Je suis muette de stupeur. Car oui, je pensais tout ça. Car ses paroles dures me blessent plus que ce que je n'avouerais jamais, alors que j'aurais aimé ne rien ressentir. La colère enfle en moi, à un point inimaginable, un maelstrom de paroles dures et de souffrance se forme en moi, une boule de colère colonise mon ventre, qui se tord.
- J'ai pris des couteaux dans la cuisine, et j'ai jouée au boucher ! hurlé-je, folle de rage face à ces paroles dures.

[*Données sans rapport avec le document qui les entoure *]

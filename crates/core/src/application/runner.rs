// Suite Runner - executes check suites through the harness and persists them

use super::constants::FULL_SUITE;
use crate::domain::{Check, CheckKind, CheckRecord, ResultSet, ToolkitConfig};
use crate::error::{AppError, Result};
use crate::port::{ArtifactStore, CommandRunner, TimeProvider, DEFAULT_TIMEOUT_SECS};
use std::path::PathBuf;
use std::sync::Arc;
use std::time::{Duration, Instant};
use tracing::{debug, info, warn};

/// Outcome of one persisted suite run
#[derive(Debug, Clone)]
pub struct SuiteOutcome {
    pub results: ResultSet,
    pub path: PathBuf,
    pub elapsed: Duration,
}

/// Outcome of the full test suite
#[derive(Debug, Clone)]
pub struct FullSuiteOutcome {
    pub suites: Vec<SuiteOutcome>,
    pub elapsed: Duration,
}

/// Runs checks sequentially; a failing check never stops the suite
pub struct SuiteRunner {
    command_runner: Arc<dyn CommandRunner>,
    artifact_store: Arc<dyn ArtifactStore>,
    time_provider: Arc<dyn TimeProvider>,
}

impl SuiteRunner {
    pub fn new(
        command_runner: Arc<dyn CommandRunner>,
        artifact_store: Arc<dyn ArtifactStore>,
        time_provider: Arc<dyn TimeProvider>,
    ) -> Self {
        Self {
            command_runner,
            artifact_store,
            time_provider,
        }
    }

    /// Run the catalog suite for `kind` and save it as
    /// `{slug}_{YYYYMMDD_HHMMSS}.json`
    ///
    /// # Arguments
    /// * `on_record` - called after each check finishes (console progress)
    pub async fn run_suite<F>(
        &self,
        kind: CheckKind,
        config: &ToolkitConfig,
        on_record: F,
    ) -> Result<SuiteOutcome>
    where
        F: FnMut(&CheckRecord) + Send,
    {
        let checks = kind.checks(config);
        self.run_checks(kind, &checks, config.server.timeout, on_record)
            .await
    }

    /// Run an explicit list of checks under `kind` and save the result set
    ///
    /// # Errors
    /// - AppError::NotFound if `checks` is empty; nothing is saved
    pub async fn run_checks<F>(
        &self,
        kind: CheckKind,
        checks: &[Check],
        default_timeout_secs: u64,
        mut on_record: F,
    ) -> Result<SuiteOutcome>
    where
        F: FnMut(&CheckRecord) + Send,
    {
        if checks.is_empty() {
            return Err(AppError::NotFound(format!(
                "No checks configured for {}",
                kind.title()
            )));
        }

        let started = Instant::now();
        let default_timeout = if default_timeout_secs == 0 {
            DEFAULT_TIMEOUT_SECS
        } else {
            default_timeout_secs
        };

        info!(
            suite = kind.slug(),
            checks = checks.len(),
            "Starting check suite"
        );

        let mut results = ResultSet::new(kind);
        for check in checks {
            let timeout_secs = check.timeout_secs.unwrap_or(default_timeout);
            debug!(
                suite = kind.slug(),
                label = %check.label,
                command = %check.command,
                timeout_secs,
                "Running check"
            );

            let result = self.command_runner.run(&check.command, timeout_secs).await;
            if !result.succeeded() {
                warn!(
                    suite = kind.slug(),
                    label = %check.label,
                    exit_status = result.exit_status(),
                    stderr = %result.stderr().trim(),
                    "Check failed"
                );
            }

            let record = CheckRecord {
                label: check.label.clone(),
                command: check.command.clone(),
                result,
            };
            on_record(&record);
            results.push(record);
        }

        let body = serde_json::to_value(&results)?;
        let stamp = self.time_provider.artifact_stamp();
        let path = self.artifact_store.save_json(kind.slug(), &stamp, &body).await?;
        let elapsed = started.elapsed();

        info!(
            suite = kind.slug(),
            passed = results.passed(),
            failed = results.failed(),
            elapsed_ms = elapsed.as_millis() as u64,
            path = %path.display(),
            "Check suite saved"
        );

        Ok(SuiteOutcome {
            results,
            path,
            elapsed,
        })
    }

    /// Run health check, benchmark, connectivity and security suites in order
    ///
    /// Each suite is saved independently; a save error aborts the remaining
    /// suites.
    pub async fn run_full_suite<F>(
        &self,
        config: &ToolkitConfig,
        mut on_record: F,
    ) -> Result<FullSuiteOutcome>
    where
        F: FnMut(CheckKind, &CheckRecord) + Send,
    {
        let started = Instant::now();
        let mut suites = Vec::with_capacity(FULL_SUITE.len());

        for kind in FULL_SUITE {
            let outcome = self
                .run_suite(kind, config, |record| on_record(kind, record))
                .await?;
            suites.push(outcome);
        }

        let elapsed = started.elapsed();
        info!(
            suites = suites.len(),
            elapsed_secs = elapsed.as_secs_f64(),
            "Full test suite completed"
        );

        Ok(FullSuiteOutcome { suites, elapsed })
    }
}

#[cfg(test)]
mod tests {
    use super::*;
    use crate::domain::CommandResult;
    use crate::port::artifact_store::mocks::InMemoryArtifactStore;
    use crate::port::command_runner::mocks::ScriptedCommandRunner;
    use crate::port::time_provider::FixedTimeProvider;
    use chrono::{Local, TimeZone};

    fn fixed_clock() -> Arc<FixedTimeProvider> {
        let instant = Local.with_ymd_and_hms(2024, 3, 9, 14, 5, 30).unwrap();
        Arc::new(FixedTimeProvider::new(instant))
    }

    fn runner(
        commands: ScriptedCommandRunner,
        store: InMemoryArtifactStore,
    ) -> SuiteRunner {
        SuiteRunner::new(Arc::new(commands), Arc::new(store), fixed_clock())
    }

    #[tokio::test]
    async fn test_failures_do_not_abort_sequence() {
        let commands = ScriptedCommandRunner::new()
            .respond("first", CommandResult::completed(1, "", "bad"))
            .respond("second", CommandResult::timed_out(5))
            .respond("third", CommandResult::completed(0, "fine", ""));
        let store = InMemoryArtifactStore::new();
        let runner = runner(commands.clone(), store.clone());

        let checks = vec![
            Check::new("First", "first"),
            Check::new("Second", "second").with_timeout(5),
            Check::new("Third", "third"),
        ];

        let mut seen = Vec::new();
        let outcome = runner
            .run_checks(CheckKind::HealthCheck, &checks, 30, |r| {
                seen.push(r.label.clone())
            })
            .await
            .unwrap();

        assert_eq!(seen, vec!["First", "Second", "Third"]);
        assert_eq!(outcome.results.passed(), 1);
        assert_eq!(outcome.results.failed(), 2);

        // Per-check timeout overrides the default
        assert_eq!(
            commands.calls(),
            vec![
                ("first".to_string(), 30),
                ("second".to_string(), 5),
                ("third".to_string(), 30)
            ]
        );
    }

    #[tokio::test]
    async fn test_suite_is_saved_with_slug_and_stamp() {
        let store = InMemoryArtifactStore::new();
        let runner = runner(ScriptedCommandRunner::new(), store.clone());

        let outcome = runner
            .run_suite(CheckKind::ConfigValidation, &ToolkitConfig::default(), |_| {})
            .await
            .unwrap();

        let name = "config_validation_20240309_140530.json";
        assert!(outcome.path.ends_with(name));

        let saved = store.result(name).unwrap();
        assert_eq!(saved["System Information"]["command"], "uname -a");
        assert_eq!(saved["System Information"]["success"], true);
        assert_eq!(saved.as_object().unwrap().len(), outcome.results.len());
    }

    #[tokio::test]
    async fn test_default_timeout_comes_from_config() {
        let commands = ScriptedCommandRunner::new();
        let runner = runner(commands.clone(), InMemoryArtifactStore::new());

        let mut config = ToolkitConfig::default();
        config.server.timeout = 12;

        runner
            .run_suite(CheckKind::HealthCheck, &config, |_| {})
            .await
            .unwrap();

        assert!(commands.calls().iter().all(|(_, timeout)| *timeout == 12));
    }

    #[tokio::test]
    async fn test_zero_default_timeout_falls_back() {
        let commands = ScriptedCommandRunner::new();
        let runner = runner(commands.clone(), InMemoryArtifactStore::new());

        runner
            .run_checks(CheckKind::LogAnalysis, &[Check::new("x", "x")], 0, |_| {})
            .await
            .unwrap();

        assert_eq!(commands.calls()[0].1, DEFAULT_TIMEOUT_SECS);
    }

    #[tokio::test]
    async fn test_empty_service_list_saves_nothing() {
        let commands = ScriptedCommandRunner::new();
        let store = InMemoryArtifactStore::new();
        let runner = runner(commands.clone(), store.clone());

        let mut config = ToolkitConfig::default();
        config.monitoring.services.clear();

        let err = runner
            .run_suite(CheckKind::ServiceAvailability, &config, |_| {})
            .await
            .unwrap_err();

        assert!(matches!(err, AppError::NotFound(_)));
        assert!(commands.calls().is_empty());
        assert!(store.result_names().is_empty());
    }

    #[tokio::test]
    async fn test_repeated_services_keep_every_record() {
        let store = InMemoryArtifactStore::new();
        let runner = runner(ScriptedCommandRunner::new(), store.clone());

        let mut config = ToolkitConfig::default();
        config.monitoring.services = ["ssh", "ssh", "cron"]
            .into_iter()
            .map(String::from)
            .collect();

        let outcome = runner
            .run_suite(CheckKind::ServiceAvailability, &config, |_| {})
            .await
            .unwrap();

        let saved = store
            .result("service_availability_20240309_140530.json")
            .unwrap();
        assert_eq!(outcome.results.len(), 2);
        assert_eq!(saved.as_object().unwrap().len(), outcome.results.len());
    }

    #[tokio::test]
    async fn test_full_suite_runs_four_suites_in_order() {
        let store = InMemoryArtifactStore::new();
        let runner = runner(ScriptedCommandRunner::new(), store.clone());

        let mut kinds_seen: Vec<CheckKind> = Vec::new();
        let outcome = runner
            .run_full_suite(&ToolkitConfig::default(), |kind, _| {
                if kinds_seen.last() != Some(&kind) {
                    kinds_seen.push(kind);
                }
            })
            .await
            .unwrap();

        assert_eq!(kinds_seen, FULL_SUITE.to_vec());
        assert_eq!(outcome.suites.len(), 4);

        let names = store.result_names();
        for kind in FULL_SUITE {
            let expected = format!("{}_20240309_140530.json", kind.slug());
            assert!(names.contains(&expected), "missing {}", expected);
        }
    }
}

Je me lève, mais je n'ai rien pour extérioriser ma colère. Juste ces deux chaises, Mentor et un verre d'eau... j'attrape le verre d'eau, le lui jette dessus de toutes mes forces, le rate considérablement, mais je sens que Mentor prend peur. Je peux sentir sa peur et sa surprise envahir la pièce. Je me jette sur lui, mes mains vers son cou, et il ne réagis pas, encore sous le choc. Sous le choc de quoi ? Je ne sais pas, et peu m'importe. Mes mains percutent violemment son cou, et la chaise bascule en arrière, nous emportant tous deux dans sa chute. C'est ce qui fait réagir Mentor, qui m'inflige une douleur sans précédent à la hanche droite, m'empêchant de faire le moindre mouvement. Je hurle de rage, impuissante, emprisonnée au sol par la douleur, je le regarde se relever et quitter la pièce, tandis que je suis au sol, incapable du moindre mouvement. Je tente de bouger la jambe, mais la douleur est telle que j'en ai les larmes aux yeux. Je reste ainsi des heures, je vois même le soleil se lever, je crie de rage sans discontinuer, je hurle face à la frustration intense de ne rien pouvoir faire sinon crier. Je hurle, je hurle, toujours, sans m'arrêter. J'appelle Mentor, Mélio, j'appelle ceux qui peuvent arrêter ça, mais personne ne vient, et je continue de hurler ma rage. Le soleil est déjà haut dans le ciel, lorsque Mentor réapparait enfin.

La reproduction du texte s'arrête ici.